Work required
Line count for the string "when": give the number of lines in the data below that contain it, and nothing more.

Input records
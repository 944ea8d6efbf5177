//! Link-layer running counters, exposed read-only to observers.

use std::sync::atomic::{AtomicU64, Ordering};

#[derive(Debug, Default)]
pub struct LinkCounters {
    disconnections: AtomicU64,
    reconnect_attempts: AtomicU64,
    reconnect_failures: AtomicU64,
    reconnect_successes: AtomicU64,
    packets_total: AtomicU64,
    packets_since_reconnect: AtomicU64,
    samples_dropped: AtomicU64,
}

/// Point-in-time copy of the counters
#[derive(Debug, Clone, Copy, PartialEq, Eq)]
pub struct LinkCountersSnapshot {
    pub disconnections: u64,
    pub reconnect_attempts: u64,
    pub reconnect_failures: u64,
    pub reconnect_successes: u64,
    pub packets_total: u64,
    pub packets_since_reconnect: u64,
    pub samples_dropped: u64,
}

impl LinkCounters {
    pub fn new() -> Self {
        Self::default()
    }

    pub fn record_disconnection(&self) {
        self.disconnections.fetch_add(1, Ordering::Relaxed);
        metrics::counter!("link_disconnections_total").increment(1);
    }

    pub fn record_reconnect_attempt(&self) {
        self.reconnect_attempts.fetch_add(1, Ordering::Relaxed);
        metrics::counter!("link_reconnect_attempts_total").increment(1);
    }

    pub fn record_reconnect_failure(&self) {
        self.reconnect_failures.fetch_add(1, Ordering::Relaxed);
    }

    pub fn record_reconnect_success(&self) {
        self.reconnect_successes.fetch_add(1, Ordering::Relaxed);
        // Per-session packet counter restarts with the new link.
        self.packets_since_reconnect.store(0, Ordering::Relaxed);
    }

    pub fn record_packet(&self) {
        self.packets_total.fetch_add(1, Ordering::Relaxed);
        self.packets_since_reconnect.fetch_add(1, Ordering::Relaxed);
        metrics::counter!("link_packets_total").increment(1);
    }

    pub fn record_sample_dropped(&self) {
        self.samples_dropped.fetch_add(1, Ordering::Relaxed);
        metrics::counter!("link_samples_dropped_total").increment(1);
    }

    pub fn snapshot(&self) -> LinkCountersSnapshot {
        LinkCountersSnapshot {
            disconnections: self.disconnections.load(Ordering::Relaxed),
            reconnect_attempts: self.reconnect_attempts.load(Ordering::Relaxed),
            reconnect_failures: self.reconnect_failures.load(Ordering::Relaxed),
            reconnect_successes: self.reconnect_successes.load(Ordering::Relaxed),
            packets_total: self.packets_total.load(Ordering::Relaxed),
            packets_since_reconnect: self.packets_since_reconnect.load(Ordering::Relaxed),
            samples_dropped: self.samples_dropped.load(Ordering::Relaxed),
        }
    }
}
use std::io::{self, Stdout};
use std::sync::Arc;
use std::time::Duration;

use crossterm::event::{
    self, DisableMouseCapture, EnableMouseCapture, Event, KeyCode, KeyEvent, KeyEventKind,
    KeyModifiers,
};
use crossterm::execute;
use crossterm::terminal::{
    disable_raw_mode, enable_raw_mode, EnterAlternateScreen, LeaveAlternateScreen,
};
use nlsql_adapters::SystemClipboard;
use nlsql_core::action::{perform, Call, Completion};
use nlsql_core::backend::ApiBackend;
use nlsql_core::controller::{NoticeLevel, ViewStateController};
use nlsql_core::form::MetadataSource;
use nlsql_core::profiles::PRESETS;
use nlsql_core::provider::{next_model, MODEL_CHOICES};
use nlsql_core::view_model::{
    Cell, ExecutionView, GenerationView, ResultBody, ResultView, ViewModel,
};
use ratatui::backend::CrosstermBackend;
use ratatui::layout::{Alignment, Constraint, Direction, Layout, Rect};
use ratatui::style::{Color, Modifier, Style};
use ratatui::text::{Line, Span};
use ratatui::widgets::{Block, Borders, Clear, Paragraph, Wrap};
use ratatui::{Frame, Terminal};
use thiserror::Error;
use tokio::runtime::Runtime;
use tokio::sync::mpsc::{unbounded_channel, UnboundedReceiver, UnboundedSender};
use tracing::{debug, info};

const TICK_RATE: Duration = Duration::from_millis(100);

#[derive(Debug, Error)]
pub enum TuiError {
    #[error("i/o error: {0}")]
    Io(#[from] io::Error),
}

#[derive(Debug, Clone, Copy, PartialEq, Eq)]
enum Pane {
    Connection,
    Request,
    Result,
}

impl Pane {
    fn next(self) -> Self {
        match self {
            Self::Connection => Self::Request,
            Self::Request => Self::Result,
            Self::Result => Self::Connection,
        }
    }

    fn previous(self) -> Self {
        match self {
            Self::Connection => Self::Result,
            Self::Request => Self::Connection,
            Self::Result => Self::Request,
        }
    }
}

#[derive(Debug, Clone, Copy, PartialEq, Eq)]
enum ConnectionField {
    Preset,
    DbType,
    Host,
    Port,
    Database,
    User,
    Password,
}

impl ConnectionField {
    const ALL: [Self; 7] = [
        Self::Preset,
        Self::DbType,
        Self::Host,
        Self::Port,
        Self::Database,
        Self::User,
        Self::Password,
    ];

    fn label(self) -> &'static str {
        match self {
            Self::Preset => "Quick connect",
            Self::DbType => "Type",
            Self::Host => "Host",
            Self::Port => "Port",
            Self::Database => "Database",
            Self::User => "User",
            Self::Password => "Password",
        }
    }
}

#[derive(Debug, Clone, Copy, PartialEq, Eq)]
enum RequestField {
    Request,
    Model,
    IncludeEtl,
    MetadataSource,
    CustomMetadata,
    Samples,
}

impl RequestField {
    const ALL: [Self; 6] = [
        Self::Request,
        Self::Model,
        Self::IncludeEtl,
        Self::MetadataSource,
        Self::CustomMetadata,
        Self::Samples,
    ];

    fn label(self) -> &'static str {
        match self {
            Self::Request => "Request",
            Self::Model => "Model",
            Self::IncludeEtl => "Include ETL",
            Self::MetadataSource => "Metadata",
            Self::CustomMetadata => "Custom JSON",
            Self::Samples => "Samples",
        }
    }
}

fn step<T: Copy + PartialEq>(all: &[T], current: T, forward: bool) -> T {
    let index = all.iter().position(|item| *item == current).unwrap_or(0);
    let next = if forward {
        (index + 1) % all.len()
    } else {
        (index + all.len() - 1) % all.len()
    };
    all[next]
}
use std::io::Write;
use std::process::{Command, Stdio};

use thiserror::Error;
use tracing::debug;

#[derive(Debug, Error)]
pub enum ClipboardError {
    #[error("no clipboard tool found (tried {tried})")]
    Unavailable { tried: String },
    #[error("clipboard tool `{tool}` failed: {message}")]
    Tool { tool: &'static str, message: String },
}

/// A command that reads clipboard content from stdin.
#[derive(Debug, Clone, Copy, PartialEq, Eq)]
pub struct ClipboardTool {
    pub program: &'static str,
    pub args: &'static [&'static str],
}

pub const CLIPBOARD_TOOLS: &[ClipboardTool] = &[
    ClipboardTool {
        program: "pbcopy",
        args: &[],
    },
    ClipboardTool {
        program: "wl-copy",
        args: &[],
    },
    ClipboardTool {
        program: "xclip",
        args: &["-selection", "clipboard"],
    },
    ClipboardTool {
        program: "clip",
        args: &[],
    },
];

/// Copies text through the first platform clipboard tool that runs.
#[derive(Debug, Clone)]
pub struct SystemClipboard {
    tools: &'static [ClipboardTool],
}

impl Default for SystemClipboard {
    fn default() -> Self {
        Self {
            tools: CLIPBOARD_TOOLS,
        }
    }
}

impl SystemClipboard {
    #[must_use]
    pub fn with_tools(tools: &'static [ClipboardTool]) -> Self {
        Self { tools }
    }

    /// Tries each tool in order. A tool that is missing or fails is skipped;
    /// the last failure is reported when none succeeds.
    pub fn copy(&self, text: &str) -> Result<(), ClipboardError> {
        let mut last_failure = None;
        for tool in self.tools {
            match run_tool(tool, text) {
                Ok(true) => return Ok(()),
                Ok(false) => debug!(tool = tool.program, "clipboard tool not available"),
                Err(error) => {
                    debug!(%error, "clipboard tool failed, trying the next one");
                    last_failure = Some(error);
                }
            }
        }

        Err(last_failure.unwrap_or_else(|| ClipboardError::Unavailable {
            tried: self
                .tools
                .iter()
                .map(|tool| tool.program)
                .collect::<Vec<_>>()
                .join(", "),
        }))
    }
}

/// `Ok(false)` when the tool could not be started.
fn run_tool(tool: &ClipboardTool, text: &str) -> Result<bool, ClipboardError> {
    let failed = |message: String| ClipboardError::Tool {
        tool: tool.program,
        message,
    };

    let Ok(mut child) = Command::new(tool.program)
        .args(tool.args)
        .stdin(Stdio::piped())
        .stdout(Stdio::null())
        .stderr(Stdio::null())
        .spawn()
    else {
        return Ok(false);
    };

    let written = child
        .stdin
        .take()
        .map_or(Ok(()), |mut stdin| stdin.write_all(text.as_bytes()));
    if let Err(error) = written {
        let _ = child.kill();
        let _ = child.wait();
        return Err(failed(error.to_string()));
    }

    let status = child.wait().map_err(|error| failed(error.to_string()))?;
    if status.success() {
        Ok(true)
    } else {
        Err(failed(status.to_string()))
    }
}
pub mod clipboard;
pub mod http;

pub use clipboard::{ClipboardError, SystemClipboard};
pub use http::{HttpBackend, HttpBackendError};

Result of the exercise
2